### What you are asked to do:
If a line in the material below holds the string "rows", tally it, then give the tally alone.

### Records for the task:

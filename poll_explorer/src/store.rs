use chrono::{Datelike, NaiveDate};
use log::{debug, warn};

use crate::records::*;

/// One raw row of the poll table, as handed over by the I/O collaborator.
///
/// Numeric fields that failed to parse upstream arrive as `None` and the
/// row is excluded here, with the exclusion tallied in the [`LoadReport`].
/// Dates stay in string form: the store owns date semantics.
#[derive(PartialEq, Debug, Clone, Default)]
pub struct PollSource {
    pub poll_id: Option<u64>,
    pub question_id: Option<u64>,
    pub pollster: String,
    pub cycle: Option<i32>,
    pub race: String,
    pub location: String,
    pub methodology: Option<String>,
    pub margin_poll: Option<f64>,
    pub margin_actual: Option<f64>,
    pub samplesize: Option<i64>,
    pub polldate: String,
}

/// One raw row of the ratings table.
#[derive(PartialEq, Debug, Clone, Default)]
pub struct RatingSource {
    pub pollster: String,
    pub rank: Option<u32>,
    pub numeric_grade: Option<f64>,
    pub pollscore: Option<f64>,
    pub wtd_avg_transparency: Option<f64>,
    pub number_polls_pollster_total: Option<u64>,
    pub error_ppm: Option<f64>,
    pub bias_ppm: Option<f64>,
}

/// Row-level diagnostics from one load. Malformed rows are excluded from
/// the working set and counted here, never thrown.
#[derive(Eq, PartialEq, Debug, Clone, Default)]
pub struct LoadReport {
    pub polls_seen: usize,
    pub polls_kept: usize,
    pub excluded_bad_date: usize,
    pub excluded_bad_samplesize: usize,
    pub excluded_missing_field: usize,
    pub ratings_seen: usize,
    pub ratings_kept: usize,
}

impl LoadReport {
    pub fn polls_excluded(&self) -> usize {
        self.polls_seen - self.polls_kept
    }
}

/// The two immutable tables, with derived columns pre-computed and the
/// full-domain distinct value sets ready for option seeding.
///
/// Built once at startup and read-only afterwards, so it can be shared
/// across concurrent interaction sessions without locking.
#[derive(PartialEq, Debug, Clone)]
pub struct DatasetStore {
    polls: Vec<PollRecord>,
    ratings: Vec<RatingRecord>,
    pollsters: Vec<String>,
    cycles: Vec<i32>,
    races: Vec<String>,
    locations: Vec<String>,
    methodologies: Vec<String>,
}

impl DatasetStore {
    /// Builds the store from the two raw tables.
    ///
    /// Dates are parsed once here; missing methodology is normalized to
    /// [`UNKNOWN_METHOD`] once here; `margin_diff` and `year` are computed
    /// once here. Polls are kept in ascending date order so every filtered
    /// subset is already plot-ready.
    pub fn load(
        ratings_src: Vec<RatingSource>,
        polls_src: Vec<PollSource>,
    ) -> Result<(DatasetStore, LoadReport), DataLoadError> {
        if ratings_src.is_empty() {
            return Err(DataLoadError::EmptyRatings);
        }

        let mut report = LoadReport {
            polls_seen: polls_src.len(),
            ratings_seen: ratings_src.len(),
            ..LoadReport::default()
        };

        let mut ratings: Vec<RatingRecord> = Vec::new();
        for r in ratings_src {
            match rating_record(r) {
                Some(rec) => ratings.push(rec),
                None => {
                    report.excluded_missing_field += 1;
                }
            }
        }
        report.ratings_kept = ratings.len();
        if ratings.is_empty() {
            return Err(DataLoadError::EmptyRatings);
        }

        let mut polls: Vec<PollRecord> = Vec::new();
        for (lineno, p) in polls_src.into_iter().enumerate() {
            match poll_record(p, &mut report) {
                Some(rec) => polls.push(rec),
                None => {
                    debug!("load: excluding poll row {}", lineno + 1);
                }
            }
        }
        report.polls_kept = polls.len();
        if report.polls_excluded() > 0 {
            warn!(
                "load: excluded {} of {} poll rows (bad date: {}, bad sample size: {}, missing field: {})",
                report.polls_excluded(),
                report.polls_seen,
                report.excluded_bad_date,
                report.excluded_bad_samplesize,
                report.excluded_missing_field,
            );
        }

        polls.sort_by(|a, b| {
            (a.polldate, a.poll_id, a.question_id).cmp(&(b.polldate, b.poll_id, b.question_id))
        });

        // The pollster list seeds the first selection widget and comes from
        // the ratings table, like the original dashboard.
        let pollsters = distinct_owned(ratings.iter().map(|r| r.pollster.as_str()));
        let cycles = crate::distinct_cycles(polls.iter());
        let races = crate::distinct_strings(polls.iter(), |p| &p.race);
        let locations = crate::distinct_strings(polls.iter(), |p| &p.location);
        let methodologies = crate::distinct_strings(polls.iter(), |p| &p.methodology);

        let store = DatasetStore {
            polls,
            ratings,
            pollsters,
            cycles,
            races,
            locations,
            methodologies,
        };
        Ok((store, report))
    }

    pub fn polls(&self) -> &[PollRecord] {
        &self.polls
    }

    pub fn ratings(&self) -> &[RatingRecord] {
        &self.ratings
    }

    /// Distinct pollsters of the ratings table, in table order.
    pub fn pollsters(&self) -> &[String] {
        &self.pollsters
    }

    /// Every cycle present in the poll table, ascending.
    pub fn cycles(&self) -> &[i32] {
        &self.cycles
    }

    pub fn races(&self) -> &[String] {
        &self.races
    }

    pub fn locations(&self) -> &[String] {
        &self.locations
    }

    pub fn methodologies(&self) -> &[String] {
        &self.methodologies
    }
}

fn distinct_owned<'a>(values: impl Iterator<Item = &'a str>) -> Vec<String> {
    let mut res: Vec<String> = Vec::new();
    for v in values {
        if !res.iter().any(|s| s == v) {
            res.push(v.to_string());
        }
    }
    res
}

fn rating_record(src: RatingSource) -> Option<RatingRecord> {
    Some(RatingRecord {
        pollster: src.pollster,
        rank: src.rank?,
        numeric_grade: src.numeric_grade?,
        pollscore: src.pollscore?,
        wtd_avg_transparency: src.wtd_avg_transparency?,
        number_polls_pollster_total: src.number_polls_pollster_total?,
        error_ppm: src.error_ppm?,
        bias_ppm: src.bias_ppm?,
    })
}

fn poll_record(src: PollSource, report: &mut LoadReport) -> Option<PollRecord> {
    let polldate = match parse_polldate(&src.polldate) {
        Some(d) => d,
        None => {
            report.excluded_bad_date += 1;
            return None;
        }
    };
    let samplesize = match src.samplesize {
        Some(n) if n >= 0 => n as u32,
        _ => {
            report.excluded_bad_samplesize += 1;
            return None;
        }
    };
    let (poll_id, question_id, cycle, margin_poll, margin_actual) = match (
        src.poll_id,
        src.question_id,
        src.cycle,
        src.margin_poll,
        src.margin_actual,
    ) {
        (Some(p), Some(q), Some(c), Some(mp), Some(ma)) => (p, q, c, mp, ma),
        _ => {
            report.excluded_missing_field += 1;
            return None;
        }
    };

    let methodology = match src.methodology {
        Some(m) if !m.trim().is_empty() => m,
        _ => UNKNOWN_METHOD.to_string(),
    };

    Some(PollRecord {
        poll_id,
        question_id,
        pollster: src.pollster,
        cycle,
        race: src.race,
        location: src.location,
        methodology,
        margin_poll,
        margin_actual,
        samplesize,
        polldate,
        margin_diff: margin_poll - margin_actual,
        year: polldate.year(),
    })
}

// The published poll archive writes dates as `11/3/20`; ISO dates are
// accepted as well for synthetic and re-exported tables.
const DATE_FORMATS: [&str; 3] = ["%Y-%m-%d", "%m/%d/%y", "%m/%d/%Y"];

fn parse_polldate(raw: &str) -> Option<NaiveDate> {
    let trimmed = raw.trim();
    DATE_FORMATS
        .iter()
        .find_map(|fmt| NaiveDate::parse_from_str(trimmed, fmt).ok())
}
* * *
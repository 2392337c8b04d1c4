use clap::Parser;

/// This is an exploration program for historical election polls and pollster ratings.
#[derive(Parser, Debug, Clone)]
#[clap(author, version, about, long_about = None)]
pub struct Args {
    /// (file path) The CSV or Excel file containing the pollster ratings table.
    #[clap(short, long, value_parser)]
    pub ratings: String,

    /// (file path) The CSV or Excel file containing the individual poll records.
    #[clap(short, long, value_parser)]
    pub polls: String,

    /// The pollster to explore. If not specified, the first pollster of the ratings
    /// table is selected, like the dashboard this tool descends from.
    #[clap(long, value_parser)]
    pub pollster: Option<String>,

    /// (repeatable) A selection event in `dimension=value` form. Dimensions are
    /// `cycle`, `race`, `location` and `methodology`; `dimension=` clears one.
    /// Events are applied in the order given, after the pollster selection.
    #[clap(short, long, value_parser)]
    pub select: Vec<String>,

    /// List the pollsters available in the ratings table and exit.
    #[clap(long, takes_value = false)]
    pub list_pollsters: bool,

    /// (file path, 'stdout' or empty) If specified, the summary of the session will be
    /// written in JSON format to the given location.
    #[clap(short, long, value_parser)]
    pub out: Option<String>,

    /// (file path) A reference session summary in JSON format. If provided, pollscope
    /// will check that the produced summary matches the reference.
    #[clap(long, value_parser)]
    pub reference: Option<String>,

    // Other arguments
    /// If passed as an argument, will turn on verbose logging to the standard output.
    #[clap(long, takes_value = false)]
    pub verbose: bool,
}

### Solution to the exercise:
2